The first idea – religion as cosmic controller – seems highly plausible, given that many religious practices aim to cure diseases and foretell or influence the future. It was the view favoured by Freud. However, believing I can control the world is not the same thing as actually being able to control the world, and one might expect a species as smart as humans to figure out that it doesn’t always work. So this proposal seems inadequate as an explanation for humans’ apparent willingness to believe religious claims despite the evidence. Rather, I suspect that this benefit came about as a by-product once our ancestors had evolved religion for one of the other reasons – and thus had a big enough brain to figure out some metaphysical theories about the world.

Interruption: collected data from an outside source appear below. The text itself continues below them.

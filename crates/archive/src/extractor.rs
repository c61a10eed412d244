//! Bundle extractor
//!
//! Unpacks a captured support bundle into `<tickets_dir>/<ticket>/bundle-<stem>`.

use crate::error::{ArchiveError, ArchiveResult};
use flate2::read::GzDecoder;
use std::fs::{self, File};
use std::io::{BufReader, Read};
use std::path::{Path, PathBuf};
use tar::Archive;
use tracing::{debug, info, warn};
use walkdir::WalkDir;

/// First two bytes of every gzip stream
pub const GZIP_MAGIC: [u8; 2] = [0x1f, 0x8b];

/// Prefix of every extracted bundle directory
pub const BUNDLE_DIR_PREFIX: &str = "bundle-";

/// Directory of nested archives removed once they are unpacked
pub const NESTED_BUNDLES_DIR: &str = "bundles";

/// Outcome of a successful extraction
#[derive(Debug, Clone, PartialEq, Eq)]
pub struct ExtractReport {
    /// Directory the bundle was extracted into
    pub bundle_dir: PathBuf,
    /// Directories the nested archives were unpacked into, in walk order
    pub nested: Vec<PathBuf>,
}

/// Extracts support bundles into a tickets directory
#[derive(Debug, Clone)]
pub struct BundleExtractor {
    tickets_dir: PathBuf,
}

impl BundleExtractor {
    /// Create an extractor rooted at `tickets_dir`
    pub fn new(tickets_dir: impl Into<PathBuf>) -> Self {
        BundleExtractor {
            tickets_dir: tickets_dir.into(),
        }
    }

    /// Root all bundles are extracted under
    pub fn tickets_dir(&self) -> &Path {
        &self.tickets_dir
    }

    /// Where `archive` would be extracted for `ticket`
    pub fn target_dir(&self, archive: &Path, ticket: &str) -> ArchiveResult<PathBuf> {
        let ticket = validate_ticket(ticket)?;
        let file_name = archive
            .file_name()
            .and_then(|n| n.to_str())
            .ok_or_else(|| ArchiveError::NotFound(archive.to_path_buf()))?;
        Ok(self
            .tickets_dir
            .join(ticket)
            .join(bundle_dir_name(file_name)))
    }

    /// Extract `archive` for `ticket`
    ///
    /// Fails without touching anything when the archive is not gzip or the
    /// target directory exists already.
    pub fn extract(&self, archive: &Path, ticket: &str) -> ArchiveResult<ExtractReport> {
        if !archive.is_file() {
            return Err(ArchiveError::NotFound(archive.to_path_buf()));
        }
        if !is_gzip(archive)? {
            return Err(ArchiveError::UnsupportedFormat {
                path: archive.to_path_buf(),
            });
        }

        let bundle_dir = self.target_dir(archive, ticket)?;
        if bundle_dir.exists() {
            return Err(ArchiveError::AlreadyExists(bundle_dir));
        }
        fs::create_dir_all(&bundle_dir).map_err(|e| ArchiveError::io(&bundle_dir, e))?;

        info!(
            "Extracting {} to {}",
            archive.display(),
            bundle_dir.display()
        );

        match unpack_contents(archive, &bundle_dir) {
            Ok(nested) => {
                info!("Extracted bundle to {}", bundle_dir.display());
                Ok(ExtractReport { bundle_dir, nested })
            }
            Err(e) => {
                if let Err(cleanup) = fs::remove_dir_all(&bundle_dir) {
                    warn!(
                        "Failed to remove partial bundle {}: {}",
                        bundle_dir.display(),
                        cleanup
                    );
                }
                Err(e)
            }
        }
    }
}

fn unpack_contents(archive: &Path, bundle_dir: &Path) -> ArchiveResult<Vec<PathBuf>> {
    unpack_tar_gz(archive, bundle_dir)?;

    let mut nested_archives = Vec::new();
    for entry in WalkDir::new(bundle_dir).sort_by_file_name() {
        let entry = entry.map_err(|e| {
            let path = e.path().unwrap_or(bundle_dir).to_path_buf();
            ArchiveError::archive(path, e.to_string())
        })?;
        if entry.file_type().is_file() && is_gzip(entry.path())? {
            nested_archives.push(entry.into_path());
        }
    }

    let mut nested = Vec::with_capacity(nested_archives.len());
    for path in nested_archives {
        let Some(name) = path.file_name().and_then(|n| n.to_str()) else {
            warn!("Skipping nested archive with non UTF-8 name: {}", path.display());
            continue;
        };
        let target = bundle_dir.join(nested_dir_name(name));
        debug!("Unpacking nested {} into {}", path.display(), target.display());
        fs::create_dir_all(&target).map_err(|e| ArchiveError::io(&target, e))?;
        unpack_tar_gz(&path, &target)?;
        nested.push(target);
    }

    let bundles = bundle_dir.join(NESTED_BUNDLES_DIR);
    if bundles.is_dir() {
        fs::remove_dir_all(&bundles).map_err(|e| ArchiveError::io(&bundles, e))?;
    }
    Ok(nested)
}

fn unpack_tar_gz(path: &Path, into: &Path) -> ArchiveResult<()> {
    let file = File::open(path).map_err(|e| ArchiveError::io(path, e))?;
    let mut archive = Archive::new(GzDecoder::new(BufReader::new(file)));
    archive.set_overwrite(true);
    archive
        .unpack(into)
        .map_err(|e| ArchiveError::archive(path, e.to_string()))
}

/// Whether the file at `path` starts with the gzip magic bytes
pub fn is_gzip(path: &Path) -> ArchiveResult<bool> {
    let mut file = File::open(path).map_err(|e| ArchiveError::io(path, e))?;
    let mut magic = [0u8; 2];
    let mut read = 0;
    while read < magic.len() {
        match file.read(&mut magic[read..]) {
            Ok(0) => return Ok(false),
            Ok(n) => read += n,
            Err(e) if e.kind() == std::io::ErrorKind::Interrupted => {}
            Err(e) => return Err(ArchiveError::io(path, e)),
        }
    }
    Ok(magic == GZIP_MAGIC)
}

/// `bundle-<stem>` where the stem is the file name up to its first `.`
pub fn bundle_dir_name(file_name: &str) -> String {
    let stem = file_name.split('.').next().unwrap_or(file_name);
    format!("{}{}", BUNDLE_DIR_PREFIX, stem)
}

fn nested_dir_name(file_name: &str) -> &str {
    let name = file_name.strip_suffix(".gz").unwrap_or(file_name);
    name.strip_suffix(".tar").unwrap_or(name)
}

fn validate_ticket(ticket: &str) -> ArchiveResult<&str> {
    let trimmed = ticket.trim();
    if trimmed.is_empty()
        || trimmed == "."
        || trimmed == ".."
        || trimmed.contains(['/', '\\'])
    {
        return Err(ArchiveError::InvalidTicket(ticket.to_string()));
    }
    Ok(trimmed)
}

#[cfg(test)]
mod tests {
    use super::*;
    use flate2::write::GzEncoder;
    use flate2::Compression;
    use tempfile::TempDir;

    fn tar_gz(entries: &[(&str, &[u8])]) -> Vec<u8> {
        let encoder = GzEncoder::new(Vec::new(), Compression::default());
        let mut builder = tar::Builder::new(encoder);
        for (path, data) in entries {
            let mut header = tar::Header::new_gnu();
            header.set_size(data.len() as u64);
            header.set_mode(0o644);
            header.set_cksum();
            builder.append_data(&mut header, path, *data).unwrap();
        }
        builder.into_inner().unwrap().finish().unwrap()
    }

    #[test]
    fn test_bundle_dir_name() {
        assert_eq!(bundle_dir_name("support.tar.gz"), "bundle-support");
        assert_eq!(bundle_dir_name("capture-01.tgz"), "bundle-capture-01");
        assert_eq!(bundle_dir_name("plain"), "bundle-plain");
    }

    #[test]
    fn test_nested_dir_name() {
        assert_eq!(nested_dir_name("node-a.tar.gz"), "node-a");
        assert_eq!(nested_dir_name("node-a.gz"), "node-a");
        assert_eq!(nested_dir_name("node-a"), "node-a");
    }

    #[test]
    fn test_extract_with_nested_archive() {
        let temp_dir = TempDir::new().unwrap();
        let nested = tar_gz(&[("logs/kubelet.log", b"started\n")]);
        let outer = tar_gz(&[
            ("api-resources/pods.yaml", b"items: []\n"),
            ("bundles/node-a.tar.gz", &nested),
        ]);
        let archive = temp_dir.path().join("support.tar.gz");
        fs::write(&archive, outer).unwrap();

        let extractor = BundleExtractor::new(temp_dir.path().join("tickets"));
        let report = extractor.extract(&archive, "T-1").unwrap();

        let bundle_dir = temp_dir.path().join("tickets/T-1/bundle-support");
        assert_eq!(report.bundle_dir, bundle_dir);
        assert_eq!(report.nested, vec![bundle_dir.join("node-a")]);
        assert!(bundle_dir.join("api-resources/pods.yaml").is_file());
        assert_eq!(
            fs::read_to_string(bundle_dir.join("node-a/logs/kubelet.log")).unwrap(),
            "started\n"
        );
        assert!(!bundle_dir.join(NESTED_BUNDLES_DIR).exists());
    }

    #[test]
    fn test_existing_target_rejected() {
        let temp_dir = TempDir::new().unwrap();
        let archive = temp_dir.path().join("support.tar.gz");
        fs::write(&archive, tar_gz(&[("a.txt", b"a")])).unwrap();

        let extractor = BundleExtractor::new(temp_dir.path());
        extractor.extract(&archive, "T-1").unwrap();
        assert!(matches!(
            extractor.extract(&archive, "T-1"),
            Err(ArchiveError::AlreadyExists(_))
        ));
    }

    #[test]
    fn test_non_gzip_rejected() {
        let temp_dir = TempDir::new().unwrap();
        let archive = temp_dir.path().join("support.zip");
        fs::write(&archive, b"PK\x03\x04").unwrap();

        let extractor = BundleExtractor::new(temp_dir.path());
        assert!(matches!(
            extractor.extract(&archive, "T-1"),
            Err(ArchiveError::UnsupportedFormat { .. })
        ));
        assert!(!temp_dir.path().join("T-1").exists());
    }

    #[test]
    fn test_corrupt_gzip_cleans_up() {
        let temp_dir = TempDir::new().unwrap();
        let archive = temp_dir.path().join("support.tar.gz");
        fs::write(&archive, [0x1f, 0x8b, 0x00, 0x01, 0x02]).unwrap();

        let extractor = BundleExtractor::new(temp_dir.path());
        assert!(matches!(
            extractor.extract(&archive, "T-1"),
            Err(ArchiveError::Archive { .. })
        ));
        assert!(!temp_dir.path().join("T-1/bundle-support").exists());
    }

    #[test]
    fn test_invalid_ticket() {
        let temp_dir = TempDir::new().unwrap();
        let archive = temp_dir.path().join("support.tar.gz");
        fs::write(&archive, tar_gz(&[("a.txt", b"a")])).unwrap();

        let extractor = BundleExtractor::new(temp_dir.path());
        for ticket in ["", "  ", "..", "a/b"] {
            assert!(matches!(
                extractor.extract(&archive, ticket),
                Err(ArchiveError::InvalidTicket(_))
            ));
        }
    }

    #[test]
    fn test_missing_archive() {
        let temp_dir = TempDir::new().unwrap();
        let extractor = BundleExtractor::new(temp_dir.path());
        assert!(matches!(
            extractor.extract(&temp_dir.path().join("none.tar.gz"), "T-1"),
            Err(ArchiveError::NotFound(_))
        ));
    }
}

The second hypothesis, Marx’s opium, seems more promising. In fact, it turns out that religion really does make you feel better. Recent sociological studies have demonstrated that, compared to non-religious people, the actively religious are happier, live longer, suffer fewer physical and mental illnesses and recover faster from medical interventions such as surgery. All this, of course, is bad news for those of us who are not religious, but it might at least prompt us to ask why and how religion imparts its feel-good factor. I’ll come back to that later.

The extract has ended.